Sembol ve ritüellerin kullanımının, uluslar açısından anlam ve önemi üzerinde durmak, propaganda içinde kullanılan yöntemlerin en önemlisidir.

         Bugün itibariyle Birleşmiş Milletler örgütüne üye ülke sayısı 185’tir. Fakat dünyadaki ülkelerin birbirleriyle sınırlarını ayıran toprak sayısı 313’tür. Bu sayılara yıllar itibariyle yenilerinin eklendiğini de vurgulamamız gerekmektedir. Günümüzde ortaya konan yeni Emperyal anlayış, mevcut sınırların yapılarının da değiştirileceğini göstermektedir.

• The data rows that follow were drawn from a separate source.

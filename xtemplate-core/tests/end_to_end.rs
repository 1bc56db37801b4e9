//! End-to-end scenarios from spec.md §8 (S1-S4, S6; S5 lives in
//! `sse_streaming.rs` since it needs its own cancellation timing).

use std::io::Write as _;

use axum::body::{to_bytes, Body};
use xtemplate_core::assets::sri_hash;
use xtemplate_core::config::{Config, TemplatesRoot};
use xtemplate_core::handlers;
use xtemplate_core::http::{Method, Request};
use xtemplate_core::instance;

async fn build_instance(dir: &std::path::Path) -> xtemplate_core::Instance {
    let config = Config::new(TemplatesRoot::Dir(dir.to_path_buf())).with_default_providers();
    instance::build(config).await.unwrap()
}

fn get(path: &str) -> Request<Body> {
    Request::builder().method(Method::GET).uri(path).body(Body::empty()).unwrap()
}

async fn body_string(resp: axum::response::Response) -> String {
    let bytes = to_bytes(resp.into_body(), usize::MAX).await.unwrap();
    String::from_utf8(bytes.to_vec()).unwrap()
}

#[tokio::test]
async fn s1_asset_negotiation_prefers_gzip_and_honors_hash_and_conditional_get() {
    let dir = tempfile::tempdir().unwrap();
    std::fs::create_dir_all(dir.path().join("assets")).unwrap();

    let identity = b"body { margin: 0; padding: 0; color: black; }".to_vec();
    let mut encoder = flate2::write::GzEncoder::new(Vec::new(), flate2::Compression::default());
    encoder.write_all(&identity).unwrap();
    let gz_bytes = encoder.finish().unwrap();

    std::fs::write(dir.path().join("assets/reset.css"), &identity).unwrap();
    std::fs::write(dir.path().join("assets/reset.css.gz"), &gz_bytes).unwrap();

    let instance = build_instance(dir.path()).await;
    let expected_hash = sri_hash(&identity);

    // Accept-Encoding negotiation picks gzip.
    let mut req = get("/assets/reset.css");
    req.headers_mut().insert("accept-encoding", "gzip, br".parse().unwrap());
    let resp = handlers::dispatch(instance.clone(), req).await;
    assert_eq!(resp.status(), 200);
    assert_eq!(resp.headers().get("content-encoding").unwrap(), "gzip");
    let etag = resp.headers().get("etag").unwrap().to_str().unwrap().to_string();
    assert_eq!(etag, format!("\"{expected_hash}\""));

    // Correct ?hash= query adds the immutable cache-control header.
    let req = get(&format!("/assets/reset.css?hash={expected_hash}"));
    let resp = handlers::dispatch(instance.clone(), req).await;
    assert_eq!(resp.status(), 200);
    assert_eq!(resp.headers().get("cache-control").unwrap(), "public, max-age=31536000, immutable");

    // Wrong ?hash= query 404s (spec.md §4.A step 2, §8 property 2).
    let req = get("/assets/reset.css?hash=sha384-not-the-real-hash");
    let resp = handlers::dispatch(instance.clone(), req).await;
    assert_eq!(resp.status(), 404);

    // If-None-Match with the correct ETag yields 304.
    let mut req = get("/assets/reset.css");
    req.headers_mut().insert("if-none-match", format!("\"{expected_hash}\"").parse().unwrap());
    let resp = handlers::dispatch(instance.clone(), req).await;
    assert_eq!(resp.status(), 304);
}

#[tokio::test]
async fn s2_directory_index_routes_to_parent_and_rejects_literal_index() {
    let dir = tempfile::tempdir().unwrap();
    std::fs::write(dir.path().join("index.html"), "welcome home").unwrap();

    let instance = build_instance(dir.path()).await;

    let resp = handlers::dispatch(instance.clone(), get("/")).await;
    assert_eq!(resp.status(), 200);
    assert_eq!(body_string(resp).await, "welcome home");

    let resp = handlers::dispatch(instance.clone(), get("/index")).await;
    assert_eq!(resp.status(), 404);
}

#[tokio::test]
async fn s3_hidden_template_is_invocable_but_not_routed() {
    let dir = tempfile::tempdir().unwrap();
    std::fs::create_dir_all(dir.path().join("shared")).unwrap();
    std::fs::write(dir.path().join("shared/.head.html"), "<head-fragment>").unwrap();
    std::fs::write(
        dir.path().join("page.html"),
        r#"start-{{ instance.Template("/shared/.head.html") }}-end"#,
    )
    .unwrap();

    let instance = build_instance(dir.path()).await;

    let resp = handlers::dispatch(instance.clone(), get("/shared/.head.html")).await;
    assert_eq!(resp.status(), 404);

    let resp = handlers::dispatch(instance.clone(), get("/page")).await;
    assert_eq!(resp.status(), 200);
    assert_eq!(body_string(resp).await, "start-<head-fragment>-end");
}

#[tokio::test]
async fn s4_method_path_pattern_route_exposes_path_variable() {
    let dir = tempfile::tempdir().unwrap();
    std::fs::write(
        dir.path().join("contact.html"),
        r#"{{define "DELETE /contact/{id}"}}deleted {{ request.PathValue("id") }}{{end}}"#,
    )
    .unwrap();

    let instance = build_instance(dir.path()).await;

    let req = Request::builder().method(Method::DELETE).uri("/contact/42").body(Body::empty()).unwrap();
    let resp = handlers::dispatch(instance.clone(), req).await;
    assert_eq!(resp.status(), 200);
    assert_eq!(body_string(resp).await, "deleted 42");

    // Unrelated methods/paths don't match this route at all.
    let req = Request::builder().method(Method::DELETE).uri("/contact/42/extra").body(Body::empty()).unwrap();
    let resp = handlers::dispatch(instance, req).await;
    assert_eq!(resp.status(), 404);
}

#[tokio::test]
async fn s7_return_keeps_the_already_rendered_preamble_and_sets_content_length() {
    let dir = tempfile::tempdir().unwrap();
    std::fs::write(dir.path().join("early.html"), r#"preamble{{ return }}unreached"#).unwrap();

    let instance = build_instance(dir.path()).await;

    let resp = handlers::dispatch(instance, get("/early")).await;
    assert_eq!(resp.status(), 200);
    let content_length = resp.headers().get("content-length").unwrap().to_str().unwrap().to_string();
    assert_eq!(content_length, "8");
    assert_eq!(body_string(resp).await, "preamble");
}

#[tokio::test]
async fn s6_serve_content_hijacks_and_discards_the_preamble() {
    let dir = tempfile::tempdir().unwrap();
    std::fs::write(
        dir.path().join("hijack.html"),
        r#"preamble{{ response.ServeContent("/x", 0, "replacement") }}unreached"#,
    )
    .unwrap();

    let instance = build_instance(dir.path()).await;

    let resp = handlers::dispatch(instance, get("/hijack")).await;
    assert_eq!(resp.status(), 200);
    assert_eq!(body_string(resp).await, "replacement");
}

         Bütün sosyal ve siyasal kimlikler, bir biçimde, devletler tarafından şekillendiriliyor bugün. Kimi kimlikler, devletin insanları kontrol altında tutma ve tanımlama gayretlerinin sonucu iken, kimileri de, devletin sınırlarını tanımlama çabalarından ortaya çıkmaktadır.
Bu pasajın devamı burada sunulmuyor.